Mathews I I, Vanderhoff-Hanaver P, Castellino F J, Tulinsky A
Department of Chemistry, Michigan State University, East Lansing, Michigan 48824, USA.
Biochemistry. 1996 Feb 27;35(8):2567-76. doi: 10.1021/bi9521351.
The X-ray crystal structures of the complexes of the recombinant kringle 1 domain of human plasminogen (Klpg) with the ligands epsilon-aminocaproic acid (EACA) and trans-4-(aminomethyl)cyclohexane-1-carboxylic acid (AMCHA), which are representative of a class of in vivo antifibrinolytic agents, have been determined at 2.1 angstroms resolution. Each Klpg/ligand unit cell contained a dimer of the complexes, and some small differences were noted in the kringle/ligand interatomic distances within the monomeric components of the dimers. The structures obtained allowed predictions to be made of the amino acid residues of Klpg that are likely important to ligand binding. In the crystal structure, the anionic center of Klpg responsible for coordinating the amino group of the ligands is composed of both Asp54 and Asp56, and the cationic center that stabilizes binding of the carboxylate moiety of the ligands is Arg70, with a possible contribution from Arg34. A hydrogen bond between the carboxylate of the ligand to the hydroxyl group of Tyr63 also appears to contribute to the kringle/ligand binding energies. The methylene groups of the ligand are stablized in the binding pocket by van der Waals contacts with side-chain atoms of Trp61 and Tyr71. These conclusions are in general agreement with site-directed mutagenesis results that implicate many of the same amino acid residues in the binding process, thus showing that the crystal and solution structures are in basic accord with each other. Further comparisons of the X-ray crystal structures of the Klpg/ligand complexes with each other and with apo-Klpg show that while small differences in Klpg side-chain geometries may exist in the three structures, the binding pocket can be considered to be preformed in the apokringle and not substantially altered by the nature of the omega-amino acid ligand that is inserted into the site. From the similar geometries of the binding of EACA and AMCHA, it appears that the kon is an important component to the tighter binding of AMCHA to Klpg, as compared to EACA. Ordered solvation effects of the bound AMCHA may contribute to its longer lifetime on Klpg, thereby retarding koff, both effects thus accounting for the higher binding energy of AMCHA as compared to EACA.
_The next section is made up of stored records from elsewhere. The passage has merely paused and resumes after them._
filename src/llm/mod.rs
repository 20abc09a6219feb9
pub mod openai;
pub mod provider;
pub mod types;

pub use openai::OpenAiProvider;
pub use provider::LlmProvider;
pub use types::{ChatMessage, ChatRequest};
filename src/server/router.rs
use std::sync::Arc;

use axum::routing::{get, post};
use axum::Router;
use tower_http::cors::CorsLayer;
use tower_http::trace::TraceLayer;

use crate::server::handlers::{health, index, query};
use crate::state::AppState;

/// Creates the application router.
///
/// Two pipeline operations sit behind the API: building nodes from a
/// document and querying caller-supplied nodes. The caller owns the nodes
/// between the two calls; the server keeps nothing.
pub fn router(state: Arc<AppState>) -> Router {
    Router::new()
        .route("/health", get(health::health))
        .route("/api/index", post(index::build_index))
        .route("/api/query", post(query::query_index))
        .layer(CorsLayer::permissive())
        .layer(TraceLayer::new_for_http())
        .with_state(state)
}
pub mod core;
pub mod llm;
pub mod rag;
pub mod server;
pub mod state;
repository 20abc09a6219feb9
use std::sync::Arc;

use crate::core::config::Settings;
use crate::core::errors::ApiError;
use crate::llm::{LlmProvider, OpenAiProvider};

/// Global application state shared across all routes.
///
/// Holds only immutable settings and the provider handle; requests share no
/// mutable state because every index is rebuilt from caller-supplied data.
#[derive(Clone)]
pub struct AppState {
    pub settings: Settings,
    pub llm: Arc<dyn LlmProvider>,
}

impl AppState {
    pub fn initialize() -> Result<Arc<Self>, ApiError> {
        let settings = Settings::from_env();
        let llm: Arc<dyn LlmProvider> = Arc::new(OpenAiProvider::new(&settings)?);
        Ok(Arc::new(Self { settings, llm }))
    }
}
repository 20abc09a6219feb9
pub mod handlers;
pub mod router;
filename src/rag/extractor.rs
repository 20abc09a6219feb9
use std::sync::OnceLock;

use regex::Regex;
use serde::{Deserialize, Serialize};

/// A character record recovered from the synthesizer's free-text answer.
#[derive(Debug, Clone, PartialEq, Eq, Serialize, Deserialize)]
pub struct Character {
    pub name: String,
    pub description: String,
    pub personality: String,
}

fn character_pattern() -> &'static Regex {
    static PATTERN: OnceLock<Regex> = OnceLock::new();
    PATTERN.get_or_init(|| {
        Regex::new(r"Name:\s*(.*?),\s*Description:\s*(.*?),\s*Personality:\s*(.*)")
            .unwrap_or_else(|e| panic!("invalid character pattern: {}", e))
    })
}

/// Parse a model response into character records, one line at a time.
///
/// The response is natural-language-adjacent and not guaranteed well-formed,
/// so extraction is total over lines: a line either matches
/// `Name: ..., Description: ..., Personality: ...` and yields a record, or
/// it is skipped. Zero matches is a normal outcome, not a parse failure.
pub fn extract_characters(response: &str) -> Vec<Character> {
    response
        .lines()
        .filter(|line| !line.trim().is_empty())
        .filter_map(parse_line)
        .collect()
}

fn parse_line(line: &str) -> Option<Character> {
    let captures = character_pattern().captures(line)?;
    Some(Character {
        name: captures.get(1)?.as_str().trim().to_string(),
        description: captures.get(2)?.as_str().trim().to_string(),
        personality: captures.get(3)?.as_str().trim().to_string(),
    })
}
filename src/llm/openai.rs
use std::time::Duration;

use async_trait::async_trait;
use reqwest::Client;
use serde_json::{json, Value};

use crate::core::config::Settings;
use crate::core::errors::ApiError;
use super::provider::LlmProvider;
use super::types::ChatRequest;

/// Provider for any OpenAI-compatible API (`/v1/embeddings`,
/// `/v1/chat/completions`).
#[derive(Clone)]
pub struct OpenAiProvider {
    base_url: String,
    api_key: Option<String>,
    chat_model: String,
    embed_model: String,
    client: Client,
}

impl OpenAiProvider {
    pub fn new(settings: &Settings) -> Result<Self, ApiError> {
        let client = Client::builder()
            .timeout(Duration::from_secs(settings.request_timeout_secs))
            .build()
            .map_err(ApiError::internal)?;

        Ok(Self {
            base_url: settings.llm_base_url.trim_end_matches('/').to_string(),
            api_key: settings.llm_api_key.clone(),
            chat_model: settings.chat_model.clone(),
            embed_model: settings.embed_model.clone(),
            client,
        })
    }

    fn request(&self, url: &str, body: &Value) -> reqwest::RequestBuilder {
        let mut builder = self.client.post(url).json(body);
        if let Some(key) = &self.api_key {
            builder = builder.bearer_auth(key);
        }
        builder
    }
}

#[async_trait]
impl LlmProvider for OpenAiProvider {
    fn name(&self) -> &str {
        "openai"
    }

    async fn health_check(&self) -> Result<bool, ApiError> {
        let url = format!("{}/v1/models", self.base_url);
        let mut builder = self.client.get(&url);
        if let Some(key) = &self.api_key {
            builder = builder.bearer_auth(key);
        }
        match builder.send().await {
            Ok(resp) => Ok(resp.status().is_success()),
            Err(_) => Ok(false),
        }
    }

    async fn embed(&self, input: &str) -> Result<Vec<f32>, ApiError> {
        let url = format!("{}/v1/embeddings", self.base_url);
        let body = json!({
            "model": self.embed_model,
            "input": input,
        });

        let res = self
            .request(&url, &body)
            .send()
            .await
            .map_err(|e| ApiError::EmbeddingService(e.to_string()))?;

        if !res.status().is_success() {
            let status = res.status();
            let text = res.text().await.unwrap_or_default();
            return Err(ApiError::EmbeddingService(format!(
                "embeddings request failed ({}): {}",
                status, text
            )));
        }

        let payload: Value = res
            .json()
            .await
            .map_err(|e| ApiError::EmbeddingService(e.to_string()))?;

        let values = payload["data"][0]["embedding"]
            .as_array()
            .ok_or_else(|| {
                ApiError::EmbeddingService("response carried no embedding array".to_string())
            })?;

        let embedding: Vec<f32> = values
            .iter()
            .filter_map(|v| v.as_f64().map(|f| f as f32))
            .collect();

        if embedding.is_empty() {
            return Err(ApiError::EmbeddingService(
                "response carried an empty embedding".to_string(),
            ));
        }

        Ok(embedding)
    }

    async fn chat(&self, request: ChatRequest) -> Result<String, ApiError> {
        let url = format!("{}/v1/chat/completions", self.base_url);

        let mut body = json!({
            "model": self.chat_model,
            "messages": request.messages,
            "stream": false,
        });

        if let Some(obj) = body.as_object_mut() {
            if let Some(t) = request.temperature { obj.insert("temperature".to_string(), json!(t)); }
            if let Some(t) = request.top_p { obj.insert("top_p".to_string(), json!(t)); }
            if let Some(t) = request.max_tokens { obj.insert("max_tokens".to_string(), json!(t)); }
        }

        let res = self
            .request(&url, &body)
            .send()
            .await
            .map_err(|e| ApiError::SynthesisService(e.to_string()))?;

        if !res.status().is_success() {
            let status = res.status();
            let text = res.text().await.unwrap_or_default();
            return Err(ApiError::SynthesisService(format!(
                "chat request failed ({}): {}",
                status, text
            )));
        }

        let payload: Value = res
            .json()
            .await
            .map_err(|e| ApiError::SynthesisService(e.to_string()))?;

        let content = payload["choices"][0]["message"]["content"]
            .as_str()
            .ok_or_else(|| {
                ApiError::SynthesisService("response carried no message content".to_string())
            })?
            .to_string();

        Ok(content)
    }
}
已在2.1埃分辨率下测定了人纤溶酶原重组kringle 1结构域(Klpg)与配体ε-氨基己酸(EACA)和反式-4-(氨甲基)环己烷-1-羧酸(AMCHA)复合物的X射线晶体结构,这两种配体是一类体内抗纤维蛋白溶解剂的代表。每个Klpg/配体晶胞包含复合物的二聚体,并且在二聚体单体组分内的kringle/配体原子间距离中观察到一些小的差异。所获得的结构使得能够对Klpg中可能对配体结合很重要的氨基酸残基进行预测。在晶体结构中,负责配位配体氨基的Klpg阴离子中心由Asp54和Asp56组成,稳定配体羧酸盐部分结合的阳离子中心是Arg70,Arg34可能也有贡献。配体羧酸盐与Tyr63羟基之间的氢键似乎也对kringle/配体结合能有贡献。配体的亚甲基通过与Trp61和Tyr71侧链原子的范德华接触而稳定在结合口袋中。这些结论与定点诱变结果总体一致,定点诱变结果表明许多相同的氨基酸残基参与了结合过程,从而表明晶体结构和溶液结构基本一致。Klpg/配体复合物的X射线晶体结构彼此之间以及与脱辅基Klpg的进一步比较表明,虽然在这三种结构中Klpg侧链几何形状可能存在小的差异,但结合口袋在脱辅基kringle中可以认为是预先形成的,并且不会因插入该位点的ω-氨基酸配体的性质而发生实质性改变。从EACA和AMCHA结合的相似几何形状来看,与EACA相比,kon似乎是AMCHA与Klpg更紧密结合的一个重要因素。结合的AMCHA的有序溶剂化效应可能有助于其在Klpg上的寿命延长,从而延缓koff,这两种效应因此解释了AMCHA与EACA相比具有更高的结合能。